_THE PROBLEM_. Pull every line containing "directory" from the entries.

═══ INPUT FOR THIS TASK

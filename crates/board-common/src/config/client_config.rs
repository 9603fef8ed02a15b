//! Display and submission client configuration
//!
//! Layered with the `config` crate: an optional `board-client.{toml,json,yaml}`
//! file in the working directory, then `BOARD_*` environment variables
//! (`BOARD_API_URL`, `BOARD_WINDOW_SIZE`, ...).

use serde::Deserialize;

use super::ConfigError;

/// How emoji animations are loaded by the display board
#[derive(Debug, Clone, Copy, PartialEq, Eq, Deserialize, Default)]
#[serde(rename_all = "lowercase")]
pub enum AnimationStrategy {
    /// Fetch all five animations concurrently before the first paint
    #[default]
    Eager,
    /// Fetch each animation the first time its rating is shown
    Lazy,
}

/// Client-side configuration shared by the board and the submission form
#[derive(Debug, Clone, Deserialize)]
pub struct ClientConfig {
    #[serde(default = "default_api_url")]
    pub api_url: String,
    #[serde(default = "default_gateway_url")]
    pub gateway_url: String,
    #[serde(default = "default_window_size")]
    pub window_size: usize,
    #[serde(default)]
    pub animation_strategy: AnimationStrategy,
    #[serde(default = "default_animation_base_url")]
    pub animation_base_url: String,
    #[serde(default = "default_reconnect_initial_ms")]
    pub reconnect_initial_ms: u64,
    #[serde(default = "default_reconnect_max_ms")]
    pub reconnect_max_ms: u64,
    #[serde(default = "default_request_timeout_secs")]
    pub request_timeout_secs: u64,
}

fn default_api_url() -> String {
    "http://127.0.0.1:8080".to_string()
}

fn default_gateway_url() -> String {
    "ws://127.0.0.1:8081/gateway".to_string()
}

fn default_window_size() -> usize {
    board_core::DEFAULT_WINDOW_SIZE
}

fn default_animation_base_url() -> String {
    "https://fonts.gstatic.com/s/e/notoemoji/latest".to_string()
}

fn default_reconnect_initial_ms() -> u64 {
    500
}

fn default_reconnect_max_ms() -> u64 {
    30_000
}

fn default_request_timeout_secs() -> u64 {
    10
}

impl Default for ClientConfig {
    fn default() -> Self {
        Self {
            api_url: default_api_url(),
            gateway_url: default_gateway_url(),
            window_size: default_window_size(),
            animation_strategy: AnimationStrategy::default(),
            animation_base_url: default_animation_base_url(),
            reconnect_initial_ms: default_reconnect_initial_ms(),
            reconnect_max_ms: default_reconnect_max_ms(),
            request_timeout_secs: default_request_timeout_secs(),
        }
    }
}

impl ClientConfig {
    /// Config file looked up in the working directory (extension optional)
    pub const FILE_NAME: &'static str = "board-client";

    /// Load from the optional config file and `BOARD_*` environment variables
    pub fn load() -> Result<Self, ConfigError> {
        let _ = dotenvy::dotenv();

        let settings = config::Config::builder()
            .add_source(config::File::with_name(Self::FILE_NAME).required(false))
            .add_source(config::Environment::with_prefix("BOARD").try_parsing(true))
            .build()?;

        Self::from_settings(settings)
    }

    /// Deserialize and validate already-built settings
    pub fn from_settings(settings: config::Config) -> Result<Self, ConfigError> {
        let config: Self = settings.try_deserialize()?;
        config.validate()?;
        Ok(config)
    }

    fn validate(&self) -> Result<(), ConfigError> {
        // The API never returns more than this in one read
        if self.window_size == 0 || self.window_size > board_core::MAX_PAGE_SIZE {
            return Err(ConfigError::InvalidValue(
                "BOARD_WINDOW_SIZE",
                format!("{} (must be 1..={})", self.window_size, board_core::MAX_PAGE_SIZE),
            ));
        }
        if self.reconnect_initial_ms == 0 || self.reconnect_initial_ms > self.reconnect_max_ms {
            return Err(ConfigError::InvalidValue(
                "BOARD_RECONNECT_INITIAL_MS",
                format!(
                    "{} (must be 1..={})",
                    self.reconnect_initial_ms, self.reconnect_max_ms
                ),
            ));
        }
        Ok(())
    }

    /// REST base for feedback endpoints
    pub fn feedback_endpoint(&self) -> String {
        format!("{}/api/v1/feedback", self.api_url.trim_end_matches('/'))
    }
}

══════

_RESPONSE TO THIS TASK_.
//! file in the working directory, then `BOARD_*` environment variables
    /// Config file looked up in the working directory (extension optional)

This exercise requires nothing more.